A year ago, even a divining rod would have been tempting to a reporter trying to tease out details about the workings of the American Legislative Exchange Council (ALEC). The group’s corporate, ideological and lawmaker members wouldn’t admit to an association, much less describe the model bills cooked up at its cushy confabs.

Today, it’s like shooting fish in a barrel. One need only pick up one of the 4,000 documents recently obtained by Common Cause, which has filed complaints against the group here and at the national level, and out tumble nuggets of political chicanery.

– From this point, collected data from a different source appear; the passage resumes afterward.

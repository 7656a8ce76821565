//! Loading symbol tables from CSV exports.
//!
//! Two files describe one build of the crashed program:
//!
//! - a symbol CSV, one `name,hexAddress[,scope]` row per function
//! - a bounds CSV, one `label,hexStart,hexEnd` row per region
//!
//! Blank lines and `#` comments are skipped in both. A first row whose first
//! field is `name` (symbols) or `label` (bounds) is taken as a header.

use std::fs;
use std::path::{Path, PathBuf};

use bertram_core::error::SymbolError;
use bertram_core::symbols::{CodeBounds, Symbol, SymbolTable};
use bertram_utils::{debug, info};
use thiserror::Error;

/// Problems reading or parsing a symbol source
#[derive(Error, Debug)]
pub enum SourceError
{
    /// The file could not be read
    #[error("Failed to read {}: {source}", .path.display())]
    Io
    {
        path: PathBuf,
        source: std::io::Error,
    },

    /// A row did not have the expected shape
    #[error("{}:{line}: {reason}", .path.display())]
    MalformedRow
    {
        path: PathBuf,
        /// 1-based line number.
        line: usize,
        reason: String,
    },

    /// No bounds row carries the requested label
    #[error("No code bounds for region '{region}' in {}", .path.display())]
    RegionNotFound
    {
        path: PathBuf,
        region: String,
    },

    /// The bounds row is inverted
    #[error(transparent)]
    Bounds(#[from] SymbolError),

    /// An address given on the command line is not hexadecimal
    #[error("Invalid address '{0}' (expected hexadecimal, e.g. 0011e764)")]
    InvalidAddress(String),
}

/// Parse a hexadecimal word, with or without a `0x` prefix
pub fn parse_hex(text: &str) -> Option<u32>
{
    let text = text.trim();
    let digits = text
        .strip_prefix("0x")
        .or_else(|| text.strip_prefix("0X"))
        .unwrap_or(text);
    if digits.is_empty() {
        return None;
    }
    u32::from_str_radix(digits, 16).ok()
}

/// Address argument for the `symbol` command
pub fn parse_address(text: &str) -> Result<u32, SourceError>
{
    parse_hex(text).ok_or_else(|| SourceError::InvalidAddress(text.to_string()))
}

/// Numbered, trimmed, non-comment rows split on commas
fn rows<'a>(text: &'a str, header: &'a str) -> impl Iterator<Item = (usize, Vec<&'a str>)> + 'a
{
    text.lines()
        .enumerate()
        .map(|(index, line)| (index + 1, line.trim()))
        .filter(|(_, line)| !line.is_empty() && !line.starts_with('#'))
        .map(|(line, row)| (line, row.split(',').map(str::trim).collect::<Vec<_>>()))
        .enumerate()
        .filter(move |(position, (_, fields))| !(*position == 0 && fields[0].eq_ignore_ascii_case(header)))
        .map(|(_, row)| row)
}

fn malformed(path: &Path, line: usize, reason: impl Into<String>) -> SourceError
{
    SourceError::MalformedRow {
        path: path.to_path_buf(),
        line,
        reason: reason.into(),
    }
}

/// Parse the rows of a symbol CSV
///
/// `path` is only used in error messages.
pub fn parse_symbols(text: &str, path: &Path) -> Result<Vec<Symbol>, SourceError>
{
    rows(text, "name")
        .map(|(line, fields)| {
            let (name, address, scope) = match fields.as_slice() {
                [name, address] => (*name, *address, None),
                [name, address, scope] => (*name, *address, Some(*scope)),
                _ => return Err(malformed(path, line, format!("expected 2 or 3 fields, found {}", fields.len()))),
            };
            if name.is_empty() {
                return Err(malformed(path, line, "empty symbol name"));
            }
            let address = parse_hex(address).ok_or_else(|| malformed(path, line, format!("bad address '{address}'")))?;
            let scope = scope.filter(|s| !s.is_empty()).map(str::to_string);
            Ok(Symbol::new(address, name, scope))
        })
        .collect()
}

/// Find the bounds row labelled `region` (case-insensitive)
pub fn parse_bounds(text: &str, path: &Path, region: &str) -> Result<CodeBounds, SourceError>
{
    for (line, fields) in rows(text, "label") {
        let [label, start, end] = fields.as_slice() else {
            return Err(malformed(path, line, format!("expected 3 fields, found {}", fields.len())));
        };
        if !label.eq_ignore_ascii_case(region) {
            continue;
        }
        let start = parse_hex(start).ok_or_else(|| malformed(path, line, format!("bad start address '{start}'")))?;
        let end = parse_hex(end).ok_or_else(|| malformed(path, line, format!("bad end address '{end}'")))?;
        return Ok(CodeBounds::new(start, end)?);
    }

    Err(SourceError::RegionNotFound {
        path: path.to_path_buf(),
        region: region.to_string(),
    })
}

fn read(path: &Path) -> Result<String, SourceError>
{
    fs::read_to_string(path).map_err(|source| SourceError::Io {
        path: path.to_path_buf(),
        source,
    })
}

/// Load and index a symbol CSV under the bounds for `region`
pub fn load_symbol_table(symbols: &Path, bounds: &Path, region: &str) -> Result<SymbolTable, SourceError>
{
    let code_bounds = parse_bounds(&read(bounds)?, bounds, region)?;
    debug!(region, bounds = %code_bounds, "loaded code bounds");

    let entries = parse_symbols(&read(symbols)?, symbols)?;
    info!(path = %symbols.display(), count = entries.len(), "loaded symbols");

    Ok(SymbolTable::new(entries, code_bounds))
}
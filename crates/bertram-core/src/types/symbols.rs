//! Symbol name types.

use std::fmt;

/// Mangling scheme detected on a symbol name.
#[derive(Debug, Clone, Copy, PartialEq, Eq)]
pub enum SymbolLanguage
{
    /// Rust symbol (legacy `_ZN...17h<hash>E` or v0 `_R...` mangling).
    Rust,
    /// C++ symbol (Itanium mangling).
    Cpp,
    /// Unmangled name, either C or already demangled by the symbol source.
    Plain,
}

impl fmt::Display for SymbolLanguage
{
    fn fmt(&self, f: &mut fmt::Formatter<'_>) -> fmt::Result
    {
        let label = match self {
            SymbolLanguage::Rust => "rust",
            SymbolLanguage::Cpp => "c++",
            SymbolLanguage::Plain => "plain",
        };
        write!(f, "{label}")
    }
}

/// Function name from one row of a symbol export.
///
/// Rows written by hand or by a disassembler project are already readable.
/// Rows lifted from a plugin's symbol table carry linkage names, so the
/// demangled text is stored next to the name exactly as it was exported.
#[derive(Debug, Clone, PartialEq, Eq)]
pub struct SymbolName
{
    exported: String,
    readable: Option<String>,
    language: SymbolLanguage,
}

impl SymbolName
{
    /// A name that needed no demangling
    pub fn plain(exported: String) -> Self
    {
        Self {
            exported,
            readable: None,
            language: SymbolLanguage::Plain,
        }
    }

    /// A linkage name together with its demangled form
    pub fn mangled(exported: String, readable: String, language: SymbolLanguage) -> Self
    {
        Self {
            exported,
            readable: Some(readable),
            language,
        }
    }

    /// The name as written in the export.
    pub fn exported(&self) -> &str
    {
        &self.exported
    }

    pub fn is_mangled(&self) -> bool
    {
        self.readable.is_some()
    }

    /// What reports print: the demangled form, or the exported name.
    pub fn display_name(&self) -> &str
    {
        self.readable.as_deref().unwrap_or(&self.exported)
    }

    pub fn language(&self) -> SymbolLanguage
    {
        self.language
    }
}

impl fmt::Display for SymbolName
{
    fn fmt(&self, f: &mut fmt::Formatter<'_>) -> fmt::Result
    {
        f.write_str(self.display_name())
    }
}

Exhibit A: The agenda from last week’s ALEC meeting in Charlotte, N.C., where its task forces polished proposed bills that are likely to pop up in the next legislative session here and around the country.At the meeting, ALEC’s Civil Justice Task Force considered a proposal entitled the ALEC Attorney General Authority Act. The boilerplate is pretty impenetrable -- one more reason lawmakers don’t write these themselves -- but the summary attached for members’ advance consideration lays out the gist pretty neatly:

“Just as a private attorney cannot bring a suit on behalf of a client without the client agreeing and authorizing such action, and then only within the guidelines allowed by the client, so it should be with the attorney general. Rather than an attorney general deciding on his or her own what authority the office may have to bring a lawsuit, the authority should be defined by the state as reflected by the specific decisions of the legislature via statute. The legislature, not the attorney general, is best positioned to balance the competing concerns that go into the decision of whether to allow a cause of action and under what circumstances.”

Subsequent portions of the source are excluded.